According to the criminal complaint, from August 2015 to July 2016, Meyzen submitted credit applications to at least nine lenders on behalf of La Crémaillère. In support of those applications, she gave the potential lenders altered bank statements which made it appear as though some of the negative balances were actually positive balances. She also removed references to checks returned for insufficient funds in order to reduce service fees.

When one lender discovered that the bank statements had been altered, Meyzen allegedly created an email account in the name of one of the bank’s officers and sent the lender an email claiming that the statements were genuine. She also falsely represented to the lender that the second mortgage on the restaurant’s property had been discharged. In order to provide proof, she created a false satisfaction of mortgage document and filed it with the Westchester County Clerk. As a result of Meyzen’s fraudulent representations, the lending institution dispursed $350,000 into the restaurant’s account.

The next summer, Meyzen supplemented the restaurant’s income by charging over $80,000 in food and restaurant supplies to one of the restaurant’s customers who had left her credit card number on file at the restaurant. When the customer discovered the charges, Meyzen claimed it was a mistake and promised to resolve the problem.

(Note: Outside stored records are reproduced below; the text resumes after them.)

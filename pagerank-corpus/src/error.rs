use std::path::PathBuf;
use thiserror::Error;

#[derive(Error, Debug)]
pub enum ScanError {
    #[error("IO error: {0}")]
    IoError(#[from] std::io::Error),

    #[error("Not a directory: {}", .0.display())]
    NotADirectory(PathBuf),

    #[error("No .html pages found in {}", .0.display())]
    EmptyCorpus(PathBuf),
}

pub type Result<T> = std::result::Result<T, ScanError>;
//! The link graph of a closed corpus.
//!
//! Every page is a key; every link target is itself a page. Self-links are
//! never stored. Pages and links are kept in sorted containers so that any
//! walk over the graph visits pages in the same order on every run.

use crate::error::{RankError, Result};
use serde::{Deserialize, Serialize};
use std::collections::{BTreeMap, BTreeSet};
use tracing::{debug, warn};

/// Opaque page identifier (a filename for HTML corpora)
pub type PageId = String;

#[derive(Debug, Clone, Default, PartialEq, Eq, Serialize, Deserialize)]
#[serde(transparent)]
pub struct LinkGraph {
    pages: BTreeMap<PageId, BTreeSet<PageId>>,
}

impl LinkGraph {
    pub fn new() -> Self {
        Self::default()
    }

    /// Build a graph from raw outgoing links, repairing it into a closed corpus.
    ///
    /// Self-links and links to pages that are not keys of `links` are dropped.
    pub fn from_links<I, P, L>(links: I) -> Self
    where
        I: IntoIterator<Item = (P, L)>,
        P: Into<PageId>,
        L: IntoIterator,
        L::Item: Into<PageId>,
    {
        let raw: BTreeMap<PageId, Vec<PageId>> = links
            .into_iter()
            .map(|(page, targets)| (page.into(), targets.into_iter().map(Into::into).collect()))
            .collect();

        let mut graph = LinkGraph::new();
        for page in raw.keys() {
            graph.insert_page(page.clone());
        }

        let mut dropped_self = 0usize;
        let mut dropped_dangling = 0usize;
        for (page, targets) in raw.iter() {
            for target in targets {
                if target == page {
                    dropped_self += 1;
                } else if !raw.contains_key(target) {
                    dropped_dangling += 1;
                } else {
                    // Both ends are known pages, so this cannot fail
                    let _ = graph.add_link(page, target);
                }
            }
        }

        if dropped_self > 0 || dropped_dangling > 0 {
            warn!(
                "Dropped {} self-link(s) and {} link(s) leaving the corpus",
                dropped_self, dropped_dangling
            );
        }
        debug!(
            "Built link graph with {} pages and {} links",
            graph.len(),
            graph.edge_count()
        );

        graph
    }

    /// Add a page with no outgoing links. Existing links are kept.
    pub fn insert_page(&mut self, page: impl Into<PageId>) {
        self.pages.entry(page.into()).or_default();
    }

    /// Add a link between two pages already in the graph.
    ///
    /// Returns `Ok(false)` for a self-link, which is ignored.
    pub fn add_link(&mut self, from: &str, to: &str) -> Result<bool> {
        if !self.pages.contains_key(to) {
            return Err(RankError::invalid(format!("unknown link target: {}", to)));
        }
        if from == to {
            return Ok(false);
        }
        let targets = self
            .pages
            .get_mut(from)
            .ok_or_else(|| RankError::invalid(format!("unknown page: {}", from)))?;
        Ok(targets.insert(to.to_string()))
    }

    pub fn len(&self) -> usize {
        self.pages.len()
    }

    pub fn is_empty(&self) -> bool {
        self.pages.is_empty()
    }

    pub fn contains(&self, page: &str) -> bool {
        self.pages.contains_key(page)
    }

    /// All pages, in sorted order
    pub fn pages(&self) -> impl Iterator<Item = &PageId> {
        self.pages.keys()
    }

    pub fn links(&self, page: &str) -> Option<&BTreeSet<PageId>> {
        self.pages.get(page)
    }

    pub fn out_degree(&self, page: &str) -> Option<usize> {
        self.pages.get(page).map(BTreeSet::len)
    }

    pub fn is_sink(&self, page: &str) -> bool {
        self.pages.get(page).is_some_and(BTreeSet::is_empty)
    }

    pub fn sinks(&self) -> impl Iterator<Item = &PageId> {
        self.pages
            .iter()
            .filter(|(_, links)| links.is_empty())
            .map(|(page, _)| page)
    }

    pub fn edge_count(&self) -> usize {
        self.pages.values().map(BTreeSet::len).sum()
    }

    pub fn iter(&self) -> impl Iterator<Item = (&PageId, &BTreeSet<PageId>)> {
        self.pages.iter()
    }

    pub(crate) fn require_non_empty(&self) -> Result<()> {
        if self.is_empty() {
            Err(RankError::invalid("corpus contains no pages"))
        } else {
            Ok(())
        }
    }
}

#[cfg(test)]
mod tests {
    use super::*;

    #[test]
    fn test_from_links_strips_self_and_dangling() {
        let graph = LinkGraph::from_links([
            ("a.html", vec!["a.html", "b.html", "missing.html"]),
            ("b.html", vec![]),
        ]);

        assert_eq!(graph.len(), 2);
        assert_eq!(graph.out_degree("a.html"), Some(1));
        assert!(graph.links("a.html").unwrap().contains("b.html"));
        assert!(graph.is_sink("b.html"));
    }

    #[test]
    fn test_add_link_unknown_target() {
        let mut graph = LinkGraph::new();
        graph.insert_page("a");
        assert!(graph.add_link("a", "b").is_err());
    }

    #[test]
    fn test_add_link_self_is_ignored() {
        let mut graph = LinkGraph::new();
        graph.insert_page("a");
        assert_eq!(graph.add_link("a", "a"), Ok(false));
        assert!(graph.is_sink("a"));
    }
}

Meyzen gave the customer two checks in a total amount of $32,000, but the checks bounced.

Shortly after  La Crémaillère Restaurant Corp. filed for bankruptcy in April 2019, Meyzen opened a bank account in her name and diverted more than $40,000 of the restaurant’s credit card receipts to that account.

“When Barbara Meyzen’s upscale clientele of bankers, celebrities, and other notable figures frequented her restaurant, they saw a stately French manor in a serene Westchester suburb,” says U.S. Attorney Geoffrey S. Berman. “ What they did not see was the alleged rampant financial fraud that was happening.  As a result of her alleged fraud, Barbara Meyzen has potentially earned herself a reservation for one in federal prison.”

Meyzen is now facing over 20 years in prison for aggravated identity theft, wire fraud, mail fraud, credit card fraud, making false statements, and concealing a debtor’s property. She is scheduled to be sentenced by Judge Briccetti on June 24, 2020.